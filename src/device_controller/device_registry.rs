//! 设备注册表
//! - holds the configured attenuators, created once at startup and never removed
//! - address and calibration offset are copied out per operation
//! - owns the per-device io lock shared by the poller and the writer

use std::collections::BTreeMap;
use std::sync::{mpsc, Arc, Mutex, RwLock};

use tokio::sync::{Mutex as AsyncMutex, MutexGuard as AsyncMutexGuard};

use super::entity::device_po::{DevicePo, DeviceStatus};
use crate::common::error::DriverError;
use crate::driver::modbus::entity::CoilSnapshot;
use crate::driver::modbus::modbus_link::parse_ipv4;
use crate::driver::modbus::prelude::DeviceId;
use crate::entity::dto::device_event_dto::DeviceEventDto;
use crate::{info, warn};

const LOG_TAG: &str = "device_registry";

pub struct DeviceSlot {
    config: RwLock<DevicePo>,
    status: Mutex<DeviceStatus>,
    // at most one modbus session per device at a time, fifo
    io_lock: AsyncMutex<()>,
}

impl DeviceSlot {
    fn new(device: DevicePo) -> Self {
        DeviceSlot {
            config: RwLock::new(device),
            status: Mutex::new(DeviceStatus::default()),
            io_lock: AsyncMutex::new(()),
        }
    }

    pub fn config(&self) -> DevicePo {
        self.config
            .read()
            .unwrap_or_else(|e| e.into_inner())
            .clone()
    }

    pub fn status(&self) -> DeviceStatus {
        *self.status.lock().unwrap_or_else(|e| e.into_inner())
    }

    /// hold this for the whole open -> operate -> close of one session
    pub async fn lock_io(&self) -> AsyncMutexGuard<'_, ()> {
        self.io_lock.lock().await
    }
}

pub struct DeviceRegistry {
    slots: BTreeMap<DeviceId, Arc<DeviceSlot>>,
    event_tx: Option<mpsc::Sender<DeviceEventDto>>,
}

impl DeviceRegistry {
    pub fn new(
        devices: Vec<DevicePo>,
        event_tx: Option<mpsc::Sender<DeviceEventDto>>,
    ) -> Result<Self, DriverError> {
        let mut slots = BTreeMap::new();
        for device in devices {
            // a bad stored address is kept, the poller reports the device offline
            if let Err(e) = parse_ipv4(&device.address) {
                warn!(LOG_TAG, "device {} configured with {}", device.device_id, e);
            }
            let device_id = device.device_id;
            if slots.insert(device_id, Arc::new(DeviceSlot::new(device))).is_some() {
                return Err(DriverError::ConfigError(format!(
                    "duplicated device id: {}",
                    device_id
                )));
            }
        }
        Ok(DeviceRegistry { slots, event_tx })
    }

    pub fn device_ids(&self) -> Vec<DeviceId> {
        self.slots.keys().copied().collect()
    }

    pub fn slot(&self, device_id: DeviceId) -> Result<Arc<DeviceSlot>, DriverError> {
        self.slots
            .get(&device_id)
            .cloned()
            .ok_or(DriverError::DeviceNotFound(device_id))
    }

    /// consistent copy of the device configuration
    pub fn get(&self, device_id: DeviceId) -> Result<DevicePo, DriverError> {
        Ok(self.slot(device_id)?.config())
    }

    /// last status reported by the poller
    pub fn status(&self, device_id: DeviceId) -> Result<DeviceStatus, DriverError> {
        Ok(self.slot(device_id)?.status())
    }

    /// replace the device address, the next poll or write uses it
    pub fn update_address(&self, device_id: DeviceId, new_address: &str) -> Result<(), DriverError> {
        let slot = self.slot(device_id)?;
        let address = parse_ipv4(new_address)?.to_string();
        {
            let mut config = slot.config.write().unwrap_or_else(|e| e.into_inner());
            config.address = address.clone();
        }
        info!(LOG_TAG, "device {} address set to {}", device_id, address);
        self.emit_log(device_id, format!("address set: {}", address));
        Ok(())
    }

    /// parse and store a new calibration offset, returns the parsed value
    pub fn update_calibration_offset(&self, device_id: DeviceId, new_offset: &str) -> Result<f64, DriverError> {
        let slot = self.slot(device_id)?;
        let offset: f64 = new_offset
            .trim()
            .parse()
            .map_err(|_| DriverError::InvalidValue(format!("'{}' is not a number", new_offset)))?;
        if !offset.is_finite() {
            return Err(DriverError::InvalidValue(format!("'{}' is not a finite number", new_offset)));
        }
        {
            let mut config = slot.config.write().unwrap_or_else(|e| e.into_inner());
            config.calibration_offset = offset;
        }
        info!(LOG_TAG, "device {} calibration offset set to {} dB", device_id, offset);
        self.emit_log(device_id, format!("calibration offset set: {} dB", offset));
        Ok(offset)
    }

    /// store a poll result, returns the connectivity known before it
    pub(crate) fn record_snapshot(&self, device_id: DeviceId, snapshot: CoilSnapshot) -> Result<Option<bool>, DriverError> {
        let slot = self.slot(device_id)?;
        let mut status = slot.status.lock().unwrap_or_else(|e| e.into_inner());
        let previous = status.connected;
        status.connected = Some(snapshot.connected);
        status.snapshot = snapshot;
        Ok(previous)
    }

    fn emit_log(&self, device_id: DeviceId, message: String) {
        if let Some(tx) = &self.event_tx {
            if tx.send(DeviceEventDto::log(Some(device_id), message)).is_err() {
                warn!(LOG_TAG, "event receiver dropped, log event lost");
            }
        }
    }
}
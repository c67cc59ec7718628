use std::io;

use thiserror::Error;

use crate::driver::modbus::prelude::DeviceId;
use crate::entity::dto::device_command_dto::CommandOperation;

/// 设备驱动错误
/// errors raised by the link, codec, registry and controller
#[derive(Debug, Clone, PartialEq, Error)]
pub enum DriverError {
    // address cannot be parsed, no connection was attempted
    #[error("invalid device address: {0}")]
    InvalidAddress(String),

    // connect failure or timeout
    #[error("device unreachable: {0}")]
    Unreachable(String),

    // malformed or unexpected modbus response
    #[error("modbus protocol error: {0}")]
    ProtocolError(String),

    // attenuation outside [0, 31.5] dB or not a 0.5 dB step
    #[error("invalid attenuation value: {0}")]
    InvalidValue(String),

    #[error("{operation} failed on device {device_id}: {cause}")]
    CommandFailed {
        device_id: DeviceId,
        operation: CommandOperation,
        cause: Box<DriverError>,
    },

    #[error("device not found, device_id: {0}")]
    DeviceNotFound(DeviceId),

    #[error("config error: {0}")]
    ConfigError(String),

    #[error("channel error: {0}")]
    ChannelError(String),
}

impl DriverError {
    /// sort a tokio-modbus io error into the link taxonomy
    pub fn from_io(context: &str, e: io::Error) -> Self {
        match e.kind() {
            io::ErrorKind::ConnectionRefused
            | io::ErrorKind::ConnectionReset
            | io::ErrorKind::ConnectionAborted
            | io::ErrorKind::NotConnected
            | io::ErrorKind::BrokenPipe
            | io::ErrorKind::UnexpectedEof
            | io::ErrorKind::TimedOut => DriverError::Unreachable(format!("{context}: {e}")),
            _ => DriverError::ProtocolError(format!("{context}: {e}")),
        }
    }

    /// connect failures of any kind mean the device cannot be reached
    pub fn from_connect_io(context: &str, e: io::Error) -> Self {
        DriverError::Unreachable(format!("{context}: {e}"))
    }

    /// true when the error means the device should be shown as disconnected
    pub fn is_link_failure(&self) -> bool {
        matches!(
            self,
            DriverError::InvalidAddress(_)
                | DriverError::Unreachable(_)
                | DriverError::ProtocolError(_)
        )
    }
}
------------------------------------------------
- **WHAT THIS TASK INVOLVES**
All of the entries above need to be retyped exactly.

- **EXERCISE SOLUTION**
filename src/device_controller/device_registry.rs
//! 设备注册表
//! - holds the configured attenuators, created once at startup and never removed
//! - address and calibration offset are copied out per operation
//! - owns the per-device io lock shared by the poller and the writer

use std::collections::BTreeMap;
use std::sync::{mpsc, Arc, Mutex, RwLock};

use tokio::sync::{Mutex as AsyncMutex, MutexGuard as AsyncMutexGuard};

use super::entity::device_po::{DevicePo, DeviceStatus};
use crate::common::error::DriverError;
use crate::driver::modbus::entity::CoilSnapshot;
use crate::driver::modbus::modbus_link::parse_ipv4;
use crate::driver::modbus::prelude::DeviceId;
use crate::entity::dto::device_event_dto::DeviceEventDto;
use crate::{info, warn};

const LOG_TAG: &str = "device_registry";

pub struct DeviceSlot {
    config: RwLock<DevicePo>,
    status: Mutex<DeviceStatus>,
    // at most one modbus session per device at a time, fifo
    io_lock: AsyncMutex<()>,
}

impl DeviceSlot {
    fn new(device: DevicePo) -> Self {
        DeviceSlot {
            config: RwLock::new(device),
            status: Mutex::new(DeviceStatus::default()),
            io_lock: AsyncMutex::new(()),
        }
    }

    pub fn config(&self) -> DevicePo {
        self.config
            .read()
            .unwrap_or_else(|e| e.into_inner())
            .clone()
    }

    pub fn status(&self) -> DeviceStatus {
        *self.status.lock().unwrap_or_else(|e| e.into_inner())
    }

    /// hold this for the whole open -> operate -> close of one session
    pub async fn lock_io(&self) -> AsyncMutexGuard<'_, ()> {
        self.io_lock.lock().await
    }
}

pub struct DeviceRegistry {
    slots: BTreeMap<DeviceId, Arc<DeviceSlot>>,
    event_tx: Option<mpsc::Sender<DeviceEventDto>>,
}

impl DeviceRegistry {
    pub fn new(
        devices: Vec<DevicePo>,
        event_tx: Option<mpsc::Sender<DeviceEventDto>>,
    ) -> Result<Self, DriverError> {
        let mut slots = BTreeMap::new();
        for device in devices {
            // a bad stored address is kept, the poller reports the device offline
            if let Err(e) = parse_ipv4(&device.address) {
                warn!(LOG_TAG, "device {} configured with {}", device.device_id, e);
            }
            let device_id = device.device_id;
            if slots.insert(device_id, Arc::new(DeviceSlot::new(device))).is_some() {
                return Err(DriverError::ConfigError(format!(
                    "duplicated device id: {}",
                    device_id
                )));
            }
        }
        Ok(DeviceRegistry { slots, event_tx })
    }

    pub fn device_ids(&self) -> Vec<DeviceId> {
        self.slots.keys().copied().collect()
    }

    pub fn slot(&self, device_id: DeviceId) -> Result<Arc<DeviceSlot>, DriverError> {
        self.slots
            .get(&device_id)
            .cloned()
            .ok_or(DriverError::DeviceNotFound(device_id))
    }

    /// consistent copy of the device configuration
    pub fn get(&self, device_id: DeviceId) -> Result<DevicePo, DriverError> {
        Ok(self.slot(device_id)?.config())
    }

    /// last status reported by the poller
    pub fn status(&self, device_id: DeviceId) -> Result<DeviceStatus, DriverError> {
        Ok(self.slot(device_id)?.status())
    }

    /// replace the device address, the next poll or write uses it
    pub fn update_address(&self, device_id: DeviceId, new_address: &str) -> Result<(), DriverError> {
        let slot = self.slot(device_id)?;
        let address = parse_ipv4(new_address)?.to_string();
        {
            let mut config = slot.config.write().unwrap_or_else(|e| e.into_inner());
            config.address = address.clone();
        }
        info!(LOG_TAG, "device {} address set to {}", device_id, address);
        self.emit_log(device_id, format!("address set: {}", address));
        Ok(())
    }

    /// parse and store a new calibration offset, returns the parsed value
    pub fn update_calibration_offset(&self, device_id: DeviceId, new_offset: &str) -> Result<f64, DriverError> {
        let slot = self.slot(device_id)?;
        let offset: f64 = new_offset
            .trim()
            .parse()
            .map_err(|_| DriverError::InvalidValue(format!("'{}' is not a number", new_offset)))?;
        if !offset.is_finite() {
            return Err(DriverError::InvalidValue(format!("'{}' is not a finite number", new_offset)));
        }
        {
            let mut config = slot.config.write().unwrap_or_else(|e| e.into_inner());
            config.calibration_offset = offset;
        }
        info!(LOG_TAG, "device {} calibration offset set to {} dB", device_id, offset);
        self.emit_log(device_id, format!("calibration offset set: {} dB", offset));
        Ok(offset)
    }

    /// store a poll result, returns the connectivity known before it
    pub(crate) fn record_snapshot(&self, device_id: DeviceId, snapshot: CoilSnapshot) -> Result<Option<bool>, DriverError> {
        let slot = self.slot(device_id)?;
        let mut status = slot.status.lock().unwrap_or_else(|e| e.into_inner());
        let previous = status.connected;
        status.connected = Some(snapshot.connected);
        status.snapshot = snapshot;
        Ok(previous)
    }

    fn emit_log(&self, device_id: DeviceId, message: String) {
        if let Some(tx) = &self.event_tx {
            if tx.send(DeviceEventDto::log(Some(device_id), message)).is_err() {
                warn!(LOG_TAG, "event receiver dropped, log event lost");
            }
        }
    }
}
repository c67cc59ec7718628
use std::io;

use thiserror::Error;

use crate::driver::modbus::prelude::DeviceId;
use crate::entity::dto::device_command_dto::CommandOperation;

/// 设备驱动错误
/// errors raised by the link, codec, registry and controller
#[derive(Debug, Clone, PartialEq, Error)]
pub enum DriverError {
    // address cannot be parsed, no connection was attempted
    #[error("invalid device address: {0}")]
    InvalidAddress(String),

    // connect failure or timeout
    #[error("device unreachable: {0}")]
    Unreachable(String),

    // malformed or unexpected modbus response
    #[error("modbus protocol error: {0}")]
    ProtocolError(String),

    // attenuation outside [0, 31.5] dB or not a 0.5 dB step
    #[error("invalid attenuation value: {0}")]
    InvalidValue(String),

    #[error("{operation} failed on device {device_id}: {cause}")]
    CommandFailed {
        device_id: DeviceId,
        operation: CommandOperation,
        cause: Box<DriverError>,
    },

    #[error("device not found, device_id: {0}")]
    DeviceNotFound(DeviceId),

    #[error("config error: {0}")]
    ConfigError(String),

    #[error("channel error: {0}")]
    ChannelError(String),
}

impl DriverError {
    /// sort a tokio-modbus io error into the link taxonomy
    pub fn from_io(context: &str, e: io::Error) -> Self {
        match e.kind() {
            io::ErrorKind::ConnectionRefused
            | io::ErrorKind::ConnectionReset
            | io::ErrorKind::ConnectionAborted
            | io::ErrorKind::NotConnected
            | io::ErrorKind::BrokenPipe
            | io::ErrorKind::UnexpectedEof
            | io::ErrorKind::TimedOut => DriverError::Unreachable(format!("{context}: {e}")),
            _ => DriverError::ProtocolError(format!("{context}: {e}")),
        }
    }

    /// connect failures of any kind mean the device cannot be reached
    pub fn from_connect_io(context: &str, e: io::Error) -> Self {
        DriverError::Unreachable(format!("{context}: {e}"))
    }

    /// true when the error means the device should be shown as disconnected
    pub fn is_link_failure(&self) -> bool {
        matches!(
            self,
            DriverError::InvalidAddress(_)
                | DriverError::Unreachable(_)
                | DriverError::ProtocolError(_)
        )
    }
}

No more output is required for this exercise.